The U.S. dollar index lowered on Friday as forex markets shrugged off Thursday’s high U.S. inflation number. Meanwhile, major currency pairs remained within recent ranges. Investors shared the Federal Reserve’s assurance that it is likely to be a temporary blip.
According to the reports, U.S. consumer prices surged forward by 5% year-on-year in May. That is the biggest jump in almost 13 years. Forex markets had been subdued all week in anticipation of the data. However, there was the little market reaction when it came in above expectations.
The Federal Reserve has been adamant that it expects an increase in inflation to be temporary. The agency also maintains that it is too soon to consider reducing its monetary stimulus.
On Friday, the dollar index tumbled down by 0.1% at 89.995 in the Asian session. It was on track for a weekly loss of around 0.2% at last.

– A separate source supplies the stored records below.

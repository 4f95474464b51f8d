//! CPS transform CLI.
//!
//! Transforms one or more surface-source files into their CPS-lowered
//! form, writing each result alongside its input as `<name>.cps.<ext>`
//! (matching `original_source/transform.py`'s `dofile`). Arguments may be
//! glob patterns; each file is transformed independently, so one file's
//! failure doesn't stop the run.

use std::fs;
use std::path::{Path, PathBuf};
use std::process::ExitCode;

use clap::Parser;
use cps_transform::{Options, SCHEDULER_RUNTIME};
use tracing::{error, info, warn};

/// CPS source-to-source transformer.
#[derive(Parser)]
#[command(name = "cps-transform", about = "Continuation-passing-style source-to-source transformer")]
struct Cli {
    /// Input files or glob patterns (e.g. `src/*.py`).
    paths: Vec<String>,

    /// Redirect continuation invocations through an external scheduler,
    /// bounding the native call stack (spec §4.5).
    #[arg(long)]
    trampoline: bool,

    /// Prefix identifying a function or call as CPS.
    #[arg(long, default_value = "cps_")]
    cps_prefix: String,

    /// Suffix inserted before the extension of each output file.
    #[arg(long, default_value = "cps")]
    suffix: String,
}

fn main() -> ExitCode {
    tracing_subscriber::fmt()
        .with_env_filter(tracing_subscriber::EnvFilter::from_default_env())
        .with_target(false)
        .init();

    let cli = Cli::parse();

    let files = match expand_paths(&cli.paths) {
        Ok(files) => files,
        Err(err) => {
            error!("error: {err}");
            return ExitCode::FAILURE;
        }
    };

    if files.is_empty() {
        warn!("no input files matched");
        return ExitCode::SUCCESS;
    }

    let options = Options {
        cps_prefix: cli.cps_prefix.clone(),
        trampoline: cli.trampoline,
    };

    let mut failures = 0usize;
    for path in &files {
        if let Err(err) = transform_file(path, &options, &cli.suffix) {
            error!("error: {err}");
            failures += 1;
        }
    }

    if cli.trampoline && failures < files.len() {
        if let Err(err) = write_scheduler_runtime(&files) {
            error!("failed to write scheduler runtime: {err}");
            failures += 1;
        }
    }

    if failures > 0 {
        error!("{failures} of {} file(s) failed", files.len());
        ExitCode::FAILURE
    } else {
        ExitCode::SUCCESS
    }
}

/// Expands glob patterns into a deduplicated, sorted file list. A pattern
/// that matches nothing, or isn't valid glob syntax, is an error rather
/// than a silent no-op — the caller asked for specific files.
fn expand_paths(patterns: &[String]) -> Result<Vec<PathBuf>, String> {
    let mut files = Vec::new();
    for pattern in patterns {
        let mut matched = false;
        let entries = glob::glob(pattern).map_err(|err| format!("{pattern}: invalid glob pattern: {err}"))?;
        for entry in entries {
            let path = entry.map_err(|err| format!("{pattern}: {err}"))?;
            if path.is_file() {
                matched = true;
                files.push(path);
            }
        }
        if !matched {
            return Err(format!("{pattern}: no files matched"));
        }
    }
    files.sort();
    files.dedup();
    Ok(files)
}

fn transform_file(path: &Path, options: &Options, suffix: &str) -> Result<(), cps_transform::TransformError> {
    info!(path = %path.display(), "transforming");
    let source = fs::read_to_string(path).map_err(|err| cps_transform::TransformError::io(err).with_path(path))?;
    let output = cps_transform::transform(&source, options).map_err(|err| err.with_path(path))?;
    let out_path = output_path(path, suffix);
    fs::write(&out_path, output).map_err(|err| cps_transform::TransformError::io(err).with_path(&out_path))?;
    info!(out = %out_path.display(), "wrote");
    Ok(())
}

/// `base.py` → `base.cps.py`, matching `original_source/transform.py`'s
/// `os.path.splitext` convention.
fn output_path(path: &Path, suffix: &str) -> PathBuf {
    let ext = path.extension().and_then(|e| e.to_str()).unwrap_or("py");
    let stem = path.file_stem().and_then(|s| s.to_str()).unwrap_or("output");
    let mut out = path.to_path_buf();
    out.set_file_name(format!("{stem}.{suffix}.{ext}"));
    out
}

/// Bundles `scheduler.py` next to the first successfully transformed file
/// so trampolined output can `from scheduler import schedule, run`
/// (spec_full.md §5.1).
fn write_scheduler_runtime(files: &[PathBuf]) -> std::io::Result<()> {
    let dir = files[0].parent().unwrap_or_else(|| Path::new("."));
    fs::write(dir.join("scheduler.py"), SCHEDULER_RUNTIME)
}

Meanwhile, Benchmark 10-year U.S. Treasuries skyrocketed to a three-month high in the wake of CPI. UBS strategists stated that they agree with the Fed that rising inflation pressures will prove short-lived. However, they added that both Fed and ECB policymakers have been consistent in stressing that current policy will only need to be tightened if inflation becomes more sustained. They view that as unlikely right now.
How Did the Other Currencies Fare?
The Australian dollar climbed up by 0.2% at $0.7768 on Friday. The New Zealand dollar also gained 0.1% at $0.7204.
On the other hand, the British pound remained steady at $1.41695. The ECB reciprocated its dovish stance at its meeting on Thursday. However, it had little effect on the euro. The currency traded flat on the day at $1.2181. It is set for a small weekly gain of around 0.1%, however.
The ECB announced that it would continue its emergency bond-buying at a higher pace. It also raised its growth and inflation projections.